In Situ Modification of the Tumor Cell Surface with Immunomodulating Nanoparticles for Effective Suppression of Tumor Growth in Mice

Current cancer immunotherapies including chimeric antigen receptor (CAR)‐based therapies and checkpoint immune inhibitors have demonstrated significant clinical success, but always suffer from immunotoxicity and autoimmune disease. Recently, nanomaterial‐based immunotherapies are developed to precisely control in vivo immune activation in tumor tissues for reducing immune‐related adverse events. However, little consideration has been put on the spatial modulation of interactions between immune cells and cancer cells to optimize the efficacy of cancer immunotherapies.

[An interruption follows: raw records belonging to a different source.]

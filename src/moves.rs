//! Face turns and the move-pruning predicate.
//!
//! The 18 moves are numbered `face * 3 + variant`, with faces in the order
//! U, R, F, D, L, B and variants quarter clockwise, half, quarter
//! counter-clockwise.

use std::fmt;
use std::str::FromStr;

use thiserror::Error;

/// Number of distinct face turns.
pub const NUM_MOVES: usize = 18;

/// One of the six faces of the cube.
///
/// Discriminants are chosen so that `face` and `face + 3` are opposite.
#[derive(Clone, Copy, Debug, PartialEq, Eq, Hash, PartialOrd, Ord)]
pub enum Face {
    U = 0,
    R = 1,
    F = 2,
    D = 3,
    L = 4,
    B = 5,
}

impl Face {
    pub const ALL: [Face; 6] = [Face::U, Face::R, Face::F, Face::D, Face::L, Face::B];

    /// Returns the face on the other side of the cube.
    #[inline]
    pub const fn opposite(self) -> Face {
        Face::ALL[(self as usize + 3) % 6]
    }

    fn letter(self) -> char {
        match self {
            Face::U => 'U',
            Face::R => 'R',
            Face::F => 'F',
            Face::D => 'D',
            Face::L => 'L',
            Face::B => 'B',
        }
    }
}

/// A single face turn, `0..18`.
#[derive(Clone, Copy, Debug, PartialEq, Eq, Hash, PartialOrd, Ord)]
pub struct Move(u8);

impl Move {
    /// All moves in id order.
    pub const ALL: [Move; NUM_MOVES] = {
        let mut moves = [Move(0); NUM_MOVES];
        let mut i = 0;
        while i < NUM_MOVES {
            moves[i] = Move(i as u8);
            i += 1;
        }
        moves
    };

    /// Builds a move from its face and number of clockwise quarter turns (1..=3).
    pub const fn new(face: Face, quarter_turns: u8) -> Move {
        assert!(quarter_turns >= 1 && quarter_turns <= 3, "quarter turns must be 1..=3");
        Move(face as u8 * 3 + quarter_turns - 1)
    }

    /// Returns the move with the given id, or `None` if `id >= 18`.
    pub const fn from_id(id: u8) -> Option<Move> {
        if (id as usize) < NUM_MOVES {
            Some(Move(id))
        } else {
            None
        }
    }

    #[inline]
    pub const fn id(self) -> u8 {
        self.0
    }

    #[inline]
    pub const fn face(self) -> Face {
        Face::ALL[(self.0 / 3) as usize]
    }

    /// Number of clockwise quarter turns this move performs (1, 2 or 3).
    #[inline]
    pub const fn quarter_turns(self) -> u8 {
        self.0 % 3 + 1
    }

    /// Returns the move that undoes this one.
    pub const fn inverse(self) -> Move {
        Move::new(self.face(), 4 - self.quarter_turns())
    }
}

/// Decides whether `candidate` is redundant right after `previous`.
///
/// Two turns of the same face always collapse into one (or none). Turns of
/// opposite faces commute, so only one order is explored: U before D, R
/// before L, F before B.
#[inline]
pub fn should_skip(candidate: Move, previous: Option<Move>) -> bool {
    let Some(previous) = previous else {
        return false;
    };
    let candidate_face = candidate.face();
    let previous_face = previous.face();

    candidate_face == previous_face
        || (candidate_face.opposite() == previous_face && candidate_face < previous_face)
}

impl fmt::Display for Move {
    fn fmt(&self, f: &mut fmt::Formatter<'_>) -> fmt::Result {
        let suffix = match self.quarter_turns() {
            1 => "",
            2 => "2",
            _ => "'",
        };
        write!(f, "{}{}", self.face().letter(), suffix)
    }
}

#[derive(Error, Debug, PartialEq, Eq)]
pub enum ParseMoveError {
    #[error("empty move")]
    Empty,
    #[error("unknown face {0:?}, expected one of U R F D L B")]
    UnknownFace(char),
    #[error("unknown turn suffix {0:?}, expected nothing, \"2\" or \"'\"")]
    UnknownSuffix(String),
}

impl FromStr for Move {
    type Err = ParseMoveError;

    fn from_str(s: &str) -> Result<Self, Self::Err> {
        let mut chars = s.chars();
        let letter = chars.next().ok_or(ParseMoveError::Empty)?;
        let face = Face::ALL
            .into_iter()
            .find(|face| face.letter() == letter.to_ascii_uppercase())
            .ok_or(ParseMoveError::UnknownFace(letter))?;

        let quarter_turns = match chars.as_str() {
            "" => 1,
            "2" => 2,
            "'" | "3" => 3,
            other => return Err(ParseMoveError::UnknownSuffix(other.to_owned())),
        };

        Ok(Move::new(face, quarter_turns))
    }
}

/// Parses a whitespace-separated move sequence such as `"R U R' U'"`.
pub fn parse_sequence(sequence: &str) -> Result<Vec<Move>, ParseMoveError> {
    sequence.split_whitespace().map(str::parse).collect()
}

#[cfg(test)]
mod tests {
    use super::*;

    #[test]
    fn test_move_ids_cover_faces_in_order() {
        for mv in Move::ALL {
            assert_eq!(mv.face() as u8, mv.id() / 3);
            assert_eq!(Move::new(mv.face(), mv.quarter_turns()), mv);
        }
    }

    #[test]
    fn test_inverse_is_involution() {
        for mv in Move::ALL {
            assert_eq!(mv.inverse().inverse(), mv);
            assert_eq!(mv.inverse().face(), mv.face());
        }
        assert_eq!("R2".parse::<Move>().unwrap().inverse().to_string(), "R2");
        assert_eq!("U".parse::<Move>().unwrap().inverse().to_string(), "U'");
    }

    #[test]
    fn test_display_and_parse_agree() {
        for mv in Move::ALL {
            assert_eq!(mv.to_string().parse::<Move>(), Ok(mv));
        }
    }

    #[test]
    fn test_parse_errors() {
        assert_eq!("".parse::<Move>(), Err(ParseMoveError::Empty));
        assert_eq!("X".parse::<Move>(), Err(ParseMoveError::UnknownFace('X')));
        assert_eq!(
            "R4".parse::<Move>(),
            Err(ParseMoveError::UnknownSuffix("4".to_owned()))
        );
        assert_eq!(parse_sequence("R U R' U'").unwrap().len(), 4);
    }

    #[test]
    fn test_first_move_is_never_skipped() {
        for mv in Move::ALL {
            assert!(!should_skip(mv, None));
        }
    }

    #[test]
    fn test_same_face_is_skipped() {
        let r = Move::new(Face::R, 1);
        for quarter_turns in 1..=3 {
            assert!(should_skip(Move::new(Face::R, quarter_turns), Some(r)));
        }
    }

    #[test]
    fn test_opposite_faces_explored_in_one_order() {
        let u = Move::new(Face::U, 1);
        let d = Move::new(Face::D, 2);
        assert!(!should_skip(d, Some(u)), "D after U is canonical");
        assert!(should_skip(u, Some(d)), "U after D duplicates D after U");

        let l = Move::new(Face::L, 3);
        let r = Move::new(Face::R, 1);
        assert!(!should_skip(l, Some(r)));
        assert!(should_skip(r, Some(l)));
    }

    #[test]
    fn test_adjacent_faces_are_kept() {
        let u = Move::new(Face::U, 1);
        for face in [Face::R, Face::F, Face::L, Face::B] {
            assert!(!should_skip(Move::new(face, 1), Some(u)));
            assert!(!should_skip(u, Some(Move::new(face, 1))));
        }
    }

    #[test]
    fn test_skip_counts_match_canonical_branching() {
        // 15 successors after U/R/F, 12 after D/L/B
        for previous in Move::ALL {
            let kept = Move::ALL
                .iter()
                .filter(|&&mv| !should_skip(mv, Some(previous)))
                .count();
            let expected = if (previous.face() as u8) < 3 { 15 } else { 12 };
            assert_eq!(kept, expected, "after {previous}");
        }
    }
}
//! Two instances in distributed mode race on the same key.
//!
//! Instance A acquires the lock and takes 300ms to compute 42. Instance B
//! arrives while A is executing and must resolve to A's value without ever
//! running its own copy of the operation.

use std::sync::atomic::AtomicUsize;
use std::sync::atomic::Ordering;
use std::sync::Arc;
use std::time::Duration;

use d_cache::CacheController;
use d_cache::CacheStorage;
use d_cache::ConcurrencyControl;
use d_cache::MemoryStream;
use serde_json::json;

use crate::common::counting_operation;
use crate::common::eventually;
use crate::common::published_kinds;
use crate::common::start_instance;

#[tokio::test]
async fn test_second_instance_joins_remote_execution() {
    crate::enable_logger();
    let broker = MemoryStream::new();
    let a = start_instance(&broker, "a", ConcurrencyControl::Distributed).await.unwrap();
    let b = start_instance(&broker, "b", ConcurrencyControl::Distributed).await.unwrap();

    let a_runs = Arc::new(AtomicUsize::new(0));
    let b_runs = Arc::new(AtomicUsize::new(0));
    let on_a = counting_operation(&a.manager, "answer", 42, Duration::from_millis(300), a_runs.clone());
    let on_b = counting_operation(&b.manager, "answer", 0, Duration::ZERO, b_runs.clone());

    let a_call = tokio::spawn({
        let on_a = on_a.clone();
        async move { on_a.call("k", ()).await }
    });

    let watched = broker.clone();
    assert!(
        eventually(|| {
            let watched = watched.clone();
            async move { published_kinds(&watched).contains(&"operation-start") }
        })
        .await
    );

    let b_result = on_b.call("k", ()).await.unwrap();
    let a_result = a_call.await.unwrap().unwrap();

    assert_eq!(a_result, 42);
    assert_eq!(b_result, 42);
    assert_eq!(a_runs.load(Ordering::SeqCst), 1);
    assert_eq!(b_runs.load(Ordering::SeqCst), 0);

    // lock is released once A's end message went around
    assert!(
        eventually(|| {
            let watched = watched.clone();
            async move { watched.counter("answer#k").is_none() }
        })
        .await
    );
    assert_eq!(b.storage.get("k").await.unwrap(), Some(json!(42)));

    a.controller.close().await.unwrap();
    b.controller.close().await.unwrap();
}

#[tokio::test]
async fn test_concurrent_callers_across_instances_execute_once() {
    crate::enable_logger();
    let broker = MemoryStream::new();
    let a = start_instance(&broker, "a", ConcurrencyControl::Distributed).await.unwrap();
    let b = start_instance(&broker, "b", ConcurrencyControl::Distributed).await.unwrap();

    let runs = Arc::new(AtomicUsize::new(0));
    let on_a = counting_operation(&a.manager, "answer", 7, Duration::from_millis(200), runs.clone());
    let on_b = counting_operation(&b.manager, "answer", 7, Duration::from_millis(200), runs.clone());

    let mut calls = Vec::new();
    for i in 0..6 {
        let op = if i % 2 == 0 { on_a.clone() } else { on_b.clone() };
        calls.push(tokio::spawn(async move { op.call("k", ()).await }));
    }

    for call in calls {
        assert_eq!(call.await.unwrap().unwrap(), 7);
    }
    assert_eq!(runs.load(Ordering::SeqCst), 1);

    a.controller.close().await.unwrap();
    b.controller.close().await.unwrap();
}

#[tokio::test]
async fn test_remote_failure_reaches_joined_instance() {
    crate::enable_logger();
    let broker = MemoryStream::new();
    let a = start_instance(&broker, "a", ConcurrencyControl::Distributed).await.unwrap();
    let b = start_instance(&broker, "b", ConcurrencyControl::Distributed).await.unwrap();

    let failing = a.manager.wrap("lookup", Duration::from_secs(60), |()| async {
        tokio::time::sleep(Duration::from_millis(300)).await;
        Err::<u64, _>(d_cache::OperationError::generic("upstream down").with_status(503))
    });
    let b_runs = Arc::new(AtomicUsize::new(0));
    let on_b = counting_operation(&b.manager, "lookup", 1, Duration::ZERO, b_runs.clone());

    let a_call = tokio::spawn({
        let failing = failing.clone();
        async move { failing.call("k", ()).await }
    });
    let watched = broker.clone();
    assert!(
        eventually(|| {
            let watched = watched.clone();
            async move { published_kinds(&watched).contains(&"operation-start") }
        })
        .await
    );

    let b_result = on_b.call("k", ()).await;

    match b_result {
        Err(d_cache::Error::Operation(e)) => {
            assert_eq!(e.message, "upstream down");
            assert_eq!(e.status_code, Some(503));
        }
        other => panic!("expected the remote failure, got {other:?}"),
    }
    assert!(a_call.await.unwrap().is_err());
    assert_eq!(b_runs.load(Ordering::SeqCst), 0);
    assert_eq!(b.storage.get("k").await.unwrap(), None);

    a.controller.close().await.unwrap();
    b.controller.close().await.unwrap();
}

Herein, a rational design of immunomodulating nanoparticles is demonstrated that can in situ modify the tumor cell surface with natural killer cell (NK cell)‐activating signals to achieve in situ activation of tumor‐infiltrating NK cells, as well as direction of their antitumor immunity toward tumor cells. Using these immunomodulating nanoparticles, the remarkable inhibition of tumor growth is observed in mice without noticeable side effects. This study provides an accurate immunomodulation strategy that achieves safe and effective antitumor immunity through in situ NK cell activation in tumors. Further development by constructing interactions with various immune cells can potentially make this nanotechnology become a general platform for the design of advanced immunotherapies for cancer treatments. An immunomodulating nanoparticle is developed to in situ modify tumor cell surfaces with immune‐activating ligands. Such modification achieves the activation of tumor‐infiltrating natural killer cells, leading to an enhanced antitumor performance without noticeable side effects. This study provides an accurate immunomodulation strategy that achieves safe and effective antitumor immunity through in situ natural killer cell activation in tumors.